_Assignment_
From the data below, copy exactly the lines that lie between the one holding "панели задач: отслеживание" and the one holding "хост-панели, например 0x1e00004", including both, and nothing more.

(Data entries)
################
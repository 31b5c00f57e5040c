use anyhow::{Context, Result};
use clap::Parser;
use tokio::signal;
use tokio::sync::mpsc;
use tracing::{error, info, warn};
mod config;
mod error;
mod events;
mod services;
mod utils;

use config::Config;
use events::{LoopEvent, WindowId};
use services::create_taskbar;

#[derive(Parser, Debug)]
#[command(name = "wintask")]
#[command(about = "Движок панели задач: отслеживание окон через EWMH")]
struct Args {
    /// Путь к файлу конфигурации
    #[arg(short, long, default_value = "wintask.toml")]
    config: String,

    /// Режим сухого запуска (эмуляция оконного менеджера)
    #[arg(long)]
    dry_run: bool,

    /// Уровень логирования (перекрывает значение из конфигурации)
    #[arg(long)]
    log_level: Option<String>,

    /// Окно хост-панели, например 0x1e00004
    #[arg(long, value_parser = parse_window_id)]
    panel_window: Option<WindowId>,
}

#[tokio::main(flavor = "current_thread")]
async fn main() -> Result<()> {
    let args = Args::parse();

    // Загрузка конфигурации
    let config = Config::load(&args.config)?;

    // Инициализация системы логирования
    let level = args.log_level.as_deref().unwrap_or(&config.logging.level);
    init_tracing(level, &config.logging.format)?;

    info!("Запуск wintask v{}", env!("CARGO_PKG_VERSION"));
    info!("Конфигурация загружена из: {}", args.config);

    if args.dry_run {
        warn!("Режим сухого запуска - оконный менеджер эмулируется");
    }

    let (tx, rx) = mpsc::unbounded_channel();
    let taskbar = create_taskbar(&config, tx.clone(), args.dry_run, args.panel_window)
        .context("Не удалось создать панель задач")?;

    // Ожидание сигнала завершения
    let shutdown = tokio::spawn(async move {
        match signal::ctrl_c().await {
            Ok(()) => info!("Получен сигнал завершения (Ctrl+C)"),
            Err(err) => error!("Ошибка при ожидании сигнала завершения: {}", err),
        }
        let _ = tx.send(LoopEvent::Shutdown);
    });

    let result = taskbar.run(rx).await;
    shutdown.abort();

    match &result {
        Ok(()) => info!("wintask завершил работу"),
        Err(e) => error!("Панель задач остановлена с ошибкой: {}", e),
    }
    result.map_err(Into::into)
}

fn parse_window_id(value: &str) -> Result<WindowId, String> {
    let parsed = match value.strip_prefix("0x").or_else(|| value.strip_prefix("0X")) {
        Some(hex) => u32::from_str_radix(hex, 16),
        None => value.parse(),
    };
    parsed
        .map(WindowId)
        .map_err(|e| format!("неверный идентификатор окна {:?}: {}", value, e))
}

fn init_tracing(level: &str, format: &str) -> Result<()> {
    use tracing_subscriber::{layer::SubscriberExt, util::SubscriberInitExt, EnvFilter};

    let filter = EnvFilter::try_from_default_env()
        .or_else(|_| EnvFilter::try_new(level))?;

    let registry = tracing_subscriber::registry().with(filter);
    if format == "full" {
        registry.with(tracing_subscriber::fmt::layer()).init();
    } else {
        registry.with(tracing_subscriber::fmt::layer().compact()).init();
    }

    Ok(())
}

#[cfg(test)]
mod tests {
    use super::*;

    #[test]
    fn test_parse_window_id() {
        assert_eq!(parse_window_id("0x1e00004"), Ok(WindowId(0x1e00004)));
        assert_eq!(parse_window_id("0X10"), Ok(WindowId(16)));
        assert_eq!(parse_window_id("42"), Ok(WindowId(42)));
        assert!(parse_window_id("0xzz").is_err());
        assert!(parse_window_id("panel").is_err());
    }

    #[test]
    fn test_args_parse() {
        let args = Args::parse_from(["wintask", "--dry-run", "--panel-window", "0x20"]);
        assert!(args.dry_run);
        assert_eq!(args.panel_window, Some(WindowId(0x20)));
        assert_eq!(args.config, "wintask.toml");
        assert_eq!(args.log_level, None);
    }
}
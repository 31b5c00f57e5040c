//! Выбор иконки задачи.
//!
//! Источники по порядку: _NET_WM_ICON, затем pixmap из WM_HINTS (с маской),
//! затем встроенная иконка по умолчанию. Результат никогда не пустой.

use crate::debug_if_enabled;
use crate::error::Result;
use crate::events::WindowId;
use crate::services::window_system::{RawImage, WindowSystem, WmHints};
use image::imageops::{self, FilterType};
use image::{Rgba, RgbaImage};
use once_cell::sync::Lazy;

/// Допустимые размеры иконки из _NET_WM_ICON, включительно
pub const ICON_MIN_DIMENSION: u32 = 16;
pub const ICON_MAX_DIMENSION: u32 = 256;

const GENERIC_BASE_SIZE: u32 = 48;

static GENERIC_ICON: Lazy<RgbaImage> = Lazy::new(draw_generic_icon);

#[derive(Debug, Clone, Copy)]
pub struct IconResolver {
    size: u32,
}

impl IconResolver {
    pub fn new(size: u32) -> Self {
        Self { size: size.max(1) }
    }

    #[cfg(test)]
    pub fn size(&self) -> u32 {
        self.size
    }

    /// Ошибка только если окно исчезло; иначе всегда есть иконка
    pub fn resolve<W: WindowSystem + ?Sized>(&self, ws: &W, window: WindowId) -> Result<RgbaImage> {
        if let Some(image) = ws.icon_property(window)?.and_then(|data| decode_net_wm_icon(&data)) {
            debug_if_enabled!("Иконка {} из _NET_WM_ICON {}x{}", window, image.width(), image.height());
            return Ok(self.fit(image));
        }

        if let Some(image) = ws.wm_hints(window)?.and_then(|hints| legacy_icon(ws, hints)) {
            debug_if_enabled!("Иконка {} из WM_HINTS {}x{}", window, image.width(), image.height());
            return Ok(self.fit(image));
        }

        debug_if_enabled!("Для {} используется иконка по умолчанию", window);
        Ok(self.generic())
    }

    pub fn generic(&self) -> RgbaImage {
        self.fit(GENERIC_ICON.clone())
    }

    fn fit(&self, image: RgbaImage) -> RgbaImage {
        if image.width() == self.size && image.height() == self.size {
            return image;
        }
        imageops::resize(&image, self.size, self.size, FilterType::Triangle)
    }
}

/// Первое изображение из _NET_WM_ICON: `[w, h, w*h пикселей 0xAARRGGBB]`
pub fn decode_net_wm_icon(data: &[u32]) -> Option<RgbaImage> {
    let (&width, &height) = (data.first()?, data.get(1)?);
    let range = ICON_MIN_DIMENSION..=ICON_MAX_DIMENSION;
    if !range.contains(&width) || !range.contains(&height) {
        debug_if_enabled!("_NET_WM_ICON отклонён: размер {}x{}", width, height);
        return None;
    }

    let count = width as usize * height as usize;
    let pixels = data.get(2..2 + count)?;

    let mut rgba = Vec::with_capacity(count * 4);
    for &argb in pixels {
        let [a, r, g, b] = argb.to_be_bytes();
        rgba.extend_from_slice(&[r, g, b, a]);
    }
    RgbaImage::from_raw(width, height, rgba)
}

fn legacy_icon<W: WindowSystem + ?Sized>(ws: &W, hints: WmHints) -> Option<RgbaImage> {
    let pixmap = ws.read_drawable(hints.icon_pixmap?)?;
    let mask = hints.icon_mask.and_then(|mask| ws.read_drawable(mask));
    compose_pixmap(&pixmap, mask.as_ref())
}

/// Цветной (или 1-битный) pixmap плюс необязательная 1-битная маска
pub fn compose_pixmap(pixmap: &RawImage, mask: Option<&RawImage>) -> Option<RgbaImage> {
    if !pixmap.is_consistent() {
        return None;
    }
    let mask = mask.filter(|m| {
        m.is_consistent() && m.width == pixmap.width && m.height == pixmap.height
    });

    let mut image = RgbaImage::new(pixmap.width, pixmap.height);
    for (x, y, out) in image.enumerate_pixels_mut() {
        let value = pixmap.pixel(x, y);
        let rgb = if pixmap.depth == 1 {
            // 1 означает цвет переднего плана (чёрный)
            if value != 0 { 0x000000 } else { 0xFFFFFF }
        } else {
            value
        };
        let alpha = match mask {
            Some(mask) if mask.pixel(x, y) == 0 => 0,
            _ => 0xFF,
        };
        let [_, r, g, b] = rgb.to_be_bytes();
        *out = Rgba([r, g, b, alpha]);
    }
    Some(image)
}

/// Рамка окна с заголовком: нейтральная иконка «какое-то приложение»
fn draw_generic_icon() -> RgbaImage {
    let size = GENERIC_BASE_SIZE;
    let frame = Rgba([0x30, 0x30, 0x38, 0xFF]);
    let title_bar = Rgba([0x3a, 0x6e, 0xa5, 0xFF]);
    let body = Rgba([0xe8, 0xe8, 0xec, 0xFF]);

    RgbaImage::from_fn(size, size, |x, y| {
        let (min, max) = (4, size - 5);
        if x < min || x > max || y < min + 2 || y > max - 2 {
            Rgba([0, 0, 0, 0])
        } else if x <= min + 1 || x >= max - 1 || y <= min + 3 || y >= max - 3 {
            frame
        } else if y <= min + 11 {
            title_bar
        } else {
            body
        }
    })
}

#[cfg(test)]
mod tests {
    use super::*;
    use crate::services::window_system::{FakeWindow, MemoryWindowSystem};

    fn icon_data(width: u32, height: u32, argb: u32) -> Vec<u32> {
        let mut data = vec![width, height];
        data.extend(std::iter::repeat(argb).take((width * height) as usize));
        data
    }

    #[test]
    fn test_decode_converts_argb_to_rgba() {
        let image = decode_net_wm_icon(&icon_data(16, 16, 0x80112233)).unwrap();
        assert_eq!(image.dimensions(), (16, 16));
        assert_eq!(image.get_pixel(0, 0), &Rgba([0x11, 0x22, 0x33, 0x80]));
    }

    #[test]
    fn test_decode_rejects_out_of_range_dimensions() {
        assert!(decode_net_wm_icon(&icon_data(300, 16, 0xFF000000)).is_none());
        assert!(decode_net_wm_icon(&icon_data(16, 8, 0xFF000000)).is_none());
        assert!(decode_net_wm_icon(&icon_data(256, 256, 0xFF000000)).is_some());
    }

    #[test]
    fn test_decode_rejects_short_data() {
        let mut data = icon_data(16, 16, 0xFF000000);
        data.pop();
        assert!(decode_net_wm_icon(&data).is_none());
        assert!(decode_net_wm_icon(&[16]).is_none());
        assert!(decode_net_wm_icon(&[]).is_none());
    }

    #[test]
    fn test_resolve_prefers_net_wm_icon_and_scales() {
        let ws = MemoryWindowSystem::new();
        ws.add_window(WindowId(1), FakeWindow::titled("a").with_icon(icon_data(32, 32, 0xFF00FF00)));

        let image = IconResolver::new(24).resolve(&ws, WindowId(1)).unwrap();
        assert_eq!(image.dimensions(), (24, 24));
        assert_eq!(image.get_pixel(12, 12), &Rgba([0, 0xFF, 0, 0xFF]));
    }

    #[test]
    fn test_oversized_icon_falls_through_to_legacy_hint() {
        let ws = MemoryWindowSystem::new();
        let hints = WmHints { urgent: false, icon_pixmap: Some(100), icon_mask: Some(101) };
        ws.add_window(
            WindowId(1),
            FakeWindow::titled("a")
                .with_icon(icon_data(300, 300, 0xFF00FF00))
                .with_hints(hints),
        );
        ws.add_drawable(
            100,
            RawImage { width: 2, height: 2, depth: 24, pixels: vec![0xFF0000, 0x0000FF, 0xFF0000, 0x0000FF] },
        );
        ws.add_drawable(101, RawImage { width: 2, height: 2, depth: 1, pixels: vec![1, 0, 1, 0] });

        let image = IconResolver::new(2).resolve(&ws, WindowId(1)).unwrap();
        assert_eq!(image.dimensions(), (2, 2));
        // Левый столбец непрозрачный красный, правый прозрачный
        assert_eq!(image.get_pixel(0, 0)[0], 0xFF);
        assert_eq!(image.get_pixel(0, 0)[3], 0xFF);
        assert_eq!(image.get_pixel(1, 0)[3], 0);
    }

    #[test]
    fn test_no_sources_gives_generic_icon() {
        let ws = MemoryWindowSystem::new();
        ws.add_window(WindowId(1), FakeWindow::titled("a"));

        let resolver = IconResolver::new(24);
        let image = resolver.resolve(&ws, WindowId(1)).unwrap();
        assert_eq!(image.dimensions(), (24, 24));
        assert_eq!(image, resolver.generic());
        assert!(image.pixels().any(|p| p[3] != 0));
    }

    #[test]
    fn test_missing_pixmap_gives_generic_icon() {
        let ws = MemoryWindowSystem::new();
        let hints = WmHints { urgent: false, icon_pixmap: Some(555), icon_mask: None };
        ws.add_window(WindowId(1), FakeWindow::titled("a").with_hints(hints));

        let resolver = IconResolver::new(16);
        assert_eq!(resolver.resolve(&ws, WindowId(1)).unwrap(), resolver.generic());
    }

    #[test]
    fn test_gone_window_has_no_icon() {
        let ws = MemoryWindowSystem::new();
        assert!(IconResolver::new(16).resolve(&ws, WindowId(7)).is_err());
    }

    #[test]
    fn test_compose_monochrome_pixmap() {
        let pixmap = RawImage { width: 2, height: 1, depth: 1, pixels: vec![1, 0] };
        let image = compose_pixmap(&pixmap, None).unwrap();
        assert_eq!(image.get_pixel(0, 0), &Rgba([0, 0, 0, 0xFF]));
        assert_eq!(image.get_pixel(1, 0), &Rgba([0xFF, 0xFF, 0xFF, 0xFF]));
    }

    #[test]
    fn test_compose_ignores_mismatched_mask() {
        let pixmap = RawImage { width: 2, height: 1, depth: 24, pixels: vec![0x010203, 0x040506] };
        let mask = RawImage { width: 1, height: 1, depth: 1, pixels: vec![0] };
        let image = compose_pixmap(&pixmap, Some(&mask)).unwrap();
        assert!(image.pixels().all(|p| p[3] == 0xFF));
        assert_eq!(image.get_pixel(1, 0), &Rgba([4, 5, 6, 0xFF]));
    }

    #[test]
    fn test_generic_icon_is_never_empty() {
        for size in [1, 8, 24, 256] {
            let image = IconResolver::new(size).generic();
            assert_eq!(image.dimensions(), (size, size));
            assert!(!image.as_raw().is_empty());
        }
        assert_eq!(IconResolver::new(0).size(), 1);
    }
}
################
_Solved problem_
#[command(about = "Движок панели задач: отслеживание окон через EWMH")]
struct Args {
    /// Путь к файлу конфигурации
    #[arg(short, long, default_value = "wintask.toml")]
    config: String,

    /// Режим сухого запуска (эмуляция оконного менеджера)
    #[arg(long)]
    dry_run: bool,

    /// Уровень логирования (перекрывает значение из конфигурации)
    #[arg(long)]
    log_level: Option<String>,

    /// Окно хост-панели, например 0x1e00004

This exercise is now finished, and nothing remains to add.